Children with ASD are different than children with delayed developmental milestones. Hence, auditory bombardment strategy usually helps the latter population more than in children with ASD. While dealing with children in the spectrum, we often come across situations when they feel overwhelmed or have episodes of meltdowns due to overloaded auditory stimulus. Most children with ASD have hypo or hyper reactions to various environmental stimuli which we may or may not be aware of and bombarding them with instructions might just overburden them. Hence, choose your utterances carefully and largely focus on commenting rather than commanding or questioning.

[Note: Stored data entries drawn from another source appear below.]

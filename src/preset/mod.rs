//! Declarative description of the broker to provision.
//!
//! A [`PresetBuilder`] accumulates options in call order and [`PresetBuilder::build`]
//! freezes them into an immutable [`Preset`]. Building is the only step that
//! touches the filesystem (seed files), and every configuration problem is
//! reported here, before any container exists.

mod message;
mod topic;

pub use message::{load_messages_file, Message};
pub use topic::{validate_topic_name, TopicConfig};

use crate::error::{Error, Result};
use crate::image::KafkaVersion;
use std::path::PathBuf;
use std::time::Duration;
use topic::TopicSet;

/// Broker version used when none is selected.
pub const DEFAULT_VERSION: &str = "3.7.0";

/// Overall provisioning timeout used when none is selected.
pub const DEFAULT_TIMEOUT: Duration = Duration::from_secs(600);

/// Pause between readiness probe attempts.
pub const DEFAULT_PROBE_INTERVAL: Duration = Duration::from_millis(250);

/// Host ports to publish. `None` picks a free port when the instance starts.
#[derive(Debug, Clone, Copy, Default, PartialEq, Eq)]
pub struct Ports {
    pub broker: Option<u16>,
    pub registry: Option<u16>,
}

/// Frozen provisioning request. Consumed by exactly one provisioning pass.
#[derive(Debug, Clone)]
pub struct Preset {
    topics: Vec<TopicConfig>,
    messages: Vec<Message>,
    version: KafkaVersion,
    schema_registry: bool,
    ports: Ports,
    container_name: String,
    timeout: Duration,
    probe_interval: Duration,
    image: Option<String>,
}

impl Preset {
    pub fn builder() -> PresetBuilder {
        PresetBuilder::default()
    }

    /// Topics to create, one entry per name, in first-declaration order.
    pub fn topics(&self) -> &[TopicConfig] {
        &self.topics
    }

    pub fn topic(&self, name: &str) -> Option<&TopicConfig> {
        self.topics.iter().find(|t| t.topic == name)
    }

    /// Seed messages: inline messages first, then seed-file messages.
    pub fn messages(&self) -> &[Message] {
        &self.messages
    }

    pub fn version(&self) -> &KafkaVersion {
        &self.version
    }

    pub fn schema_registry(&self) -> bool {
        self.schema_registry
    }

    pub fn ports(&self) -> Ports {
        self.ports
    }

    pub fn container_name(&self) -> &str {
        &self.container_name
    }

    pub fn timeout(&self) -> Duration {
        self.timeout
    }

    pub fn probe_interval(&self) -> Duration {
        self.probe_interval
    }

    /// Image reference overriding version-based selection.
    pub fn image(&self) -> Option<&str> {
        self.image.as_deref()
    }
}

/// Accumulates preset options.
#[derive(Debug, Clone, Default)]
pub struct PresetBuilder {
    topics: TopicSet,
    messages: Vec<Message>,
    message_files: Vec<PathBuf>,
    version: Option<String>,
    schema_registry: bool,
    ports: Ports,
    container_name: Option<String>,
    timeout: Option<Duration>,
    probe_interval: Option<Duration>,
    image: Option<String>,
}

impl PresetBuilder {
    pub fn new() -> Self {
        Self::default()
    }

    /// Declare topics with one partition each.
    pub fn with_topics<I, S>(mut self, topics: I) -> Self
    where
        I: IntoIterator<Item = S>,
        S: AsRef<str>,
    {
        for topic in topics {
            self.topics.declare_name(topic.as_ref());
        }
        self
    }

    /// Declare topics with explicit partition counts.
    pub fn with_topic_configs(mut self, configs: impl IntoIterator<Item = TopicConfig>) -> Self {
        for config in configs {
            self.topics.declare_config(config);
        }
        self
    }

    pub fn with_messages(mut self, messages: impl IntoIterator<Item = Message>) -> Self {
        self.messages.extend(messages);
        self
    }

    /// Seed messages from a JSON file, read when the preset is built.
    pub fn with_messages_file(mut self, path: impl Into<PathBuf>) -> Self {
        self.message_files.push(path.into());
        self
    }

    pub fn with_version(mut self, version: impl Into<String>) -> Self {
        self.version = Some(version.into());
        self
    }

    /// Start a schema registry next to the broker and wait for it too.
    pub fn with_schema_registry(mut self) -> Self {
        self.schema_registry = true;
        self
    }

    pub fn with_broker_port(mut self, port: u16) -> Self {
        self.ports.broker = Some(port);
        self
    }

    pub fn with_registry_port(mut self, port: u16) -> Self {
        self.ports.registry = Some(port);
        self
    }

    pub fn with_container_name(mut self, name: impl Into<String>) -> Self {
        self.container_name = Some(name.into());
        self
    }

    /// Upper bound for the whole provisioning pass.
    pub fn with_timeout(mut self, timeout: Duration) -> Self {
        self.timeout = Some(timeout);
        self
    }

    pub fn with_probe_interval(mut self, interval: Duration) -> Self {
        self.probe_interval = Some(interval);
        self
    }

    /// Run this image instead of the version-selected one.
    pub fn with_image(mut self, image: impl Into<String>) -> Self {
        self.image = Some(image.into());
        self
    }

    pub fn build(self) -> Result<Preset> {
        let mut messages = self.messages;
        for path in &self.message_files {
            messages.extend(load_messages_file(path)?);
        }

        let mut topics = self.topics;
        for message in &messages {
            validate_topic_name(&message.topic)?;
            if message.time < 0 {
                return Err(Error::configuration(format!(
                    "Message with key '{}' for topic '{}' has a negative timestamp",
                    message.key, message.topic
                )));
            }
            // Topics only referenced by messages are created like name-only ones
            topics.declare_name(&message.topic);
        }
        let topics = topics.freeze()?;

        let stamped_on_send = messages.iter().filter(|m| m.uses_send_time()).count();
        if stamped_on_send > 0 {
            tracing::warn!(
                "{} seed message(s) have a time below 1ms; Kafka stamps them with the send time",
                stamped_on_send
            );
        }

        let version = self
            .version
            .as_deref()
            .unwrap_or(DEFAULT_VERSION)
            .parse::<KafkaVersion>()?;

        let timeout = self.timeout.unwrap_or(DEFAULT_TIMEOUT);
        if timeout.is_zero() {
            return Err(Error::configuration("Timeout must be greater than zero"));
        }

        let probe_interval = self.probe_interval.unwrap_or(DEFAULT_PROBE_INTERVAL);
        if probe_interval.is_zero() {
            return Err(Error::configuration(
                "Probe interval must be greater than zero",
            ));
        }

        if self.schema_registry
            && self.ports.broker.is_some()
            && self.ports.broker == self.ports.registry
        {
            return Err(Error::configuration(
                "Broker and schema registry cannot share a host port",
            ));
        }

        let container_name = match self.container_name {
            Some(name) => {
                validate_container_name(&name)?;
                name
            }
            None => default_container_name(),
        };

        if let Some(image) = &self.image {
            if image.is_empty() || image.contains(char::is_whitespace) {
                return Err(Error::configuration(format!("Invalid image '{image}'")));
            }
        }

        Ok(Preset {
            topics,
            messages,
            version,
            schema_registry: self.schema_registry,
            ports: self.ports,
            container_name,
            timeout,
            probe_interval,
            image: self.image,
        })
    }
}

fn default_container_name() -> String {
    let id = uuid::Uuid::new_v4().simple().to_string();
    format!("kafka-testbed-{}", &id[..8])
}

/// Docker accepts `[a-zA-Z0-9][a-zA-Z0-9_.-]*`.
fn validate_container_name(name: &str) -> Result<()> {
    let mut chars = name.chars();
    let valid = chars.next().is_some_and(|c| c.is_ascii_alphanumeric())
        && chars.all(|c| c.is_ascii_alphanumeric() || matches!(c, '_' | '.' | '-'));
    if !valid {
        return Err(Error::configuration(format!(
            "Invalid container name '{name}'"
        )));
    }
    Ok(())
}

- Pretend: Let the hidden small actors in us bloom and let us use the requisite skills to build communication in our children. Yes, pretending can be named as the ace of all strategies and may help you win the game. However, this should be used strategically to prevent getting the child’s participation. Eg. The child is pulling you (he wants to step out), you give him a look, pretending not to understand what he wants and continue your work, he continues pulling and you may comment “you want me to move?, here you go” and I move to another corner. Again he pulls and I say “I guess you want to play the pull and push game with me, let’s do it” and continue pretending till you can elicit a self-intended gesture (such gesturing to call you or pointing towards door or his shoes), utterance (such as ‘come’, ‘out’, ‘shoe’ etc.) or option selection in his/her assistive device. This may help the child understand the purpose of gestural or verbal mode of communication.
- Use of assistive devices: I wish to highlight in bold that AAC (Alternative Augmentative Communication) devices ARE NOT REPLACEMENT FOR SPEECH and in no capacity discourage the development of speech. These aids will only enhance the opportunities of communication. These devices bring the child to a comfort level that ensures availability of an alternate communication medium to convey their needs and thoughts when their own vocabulary seems to be limited. It is their right and our duty to have these alternate aids made available to them.
Parenting is a journey and we all have our own amazing travel experiences as parents. This journey is filled with happiness, joy, thrill, adventure and many challenges. We will run into each of these at some point. However, the fact we need to remember is that we all have different destinations to reach with our child. And even if we share a destination with someone we will have to take a different path to get there. Hence, let’s move ahead at the child’s pace by giving them adequate space to absorb information from their environment. Concurrently, it is vital for parents to take care of their own well-being by taking time to relax, have fun, exercise and socialize.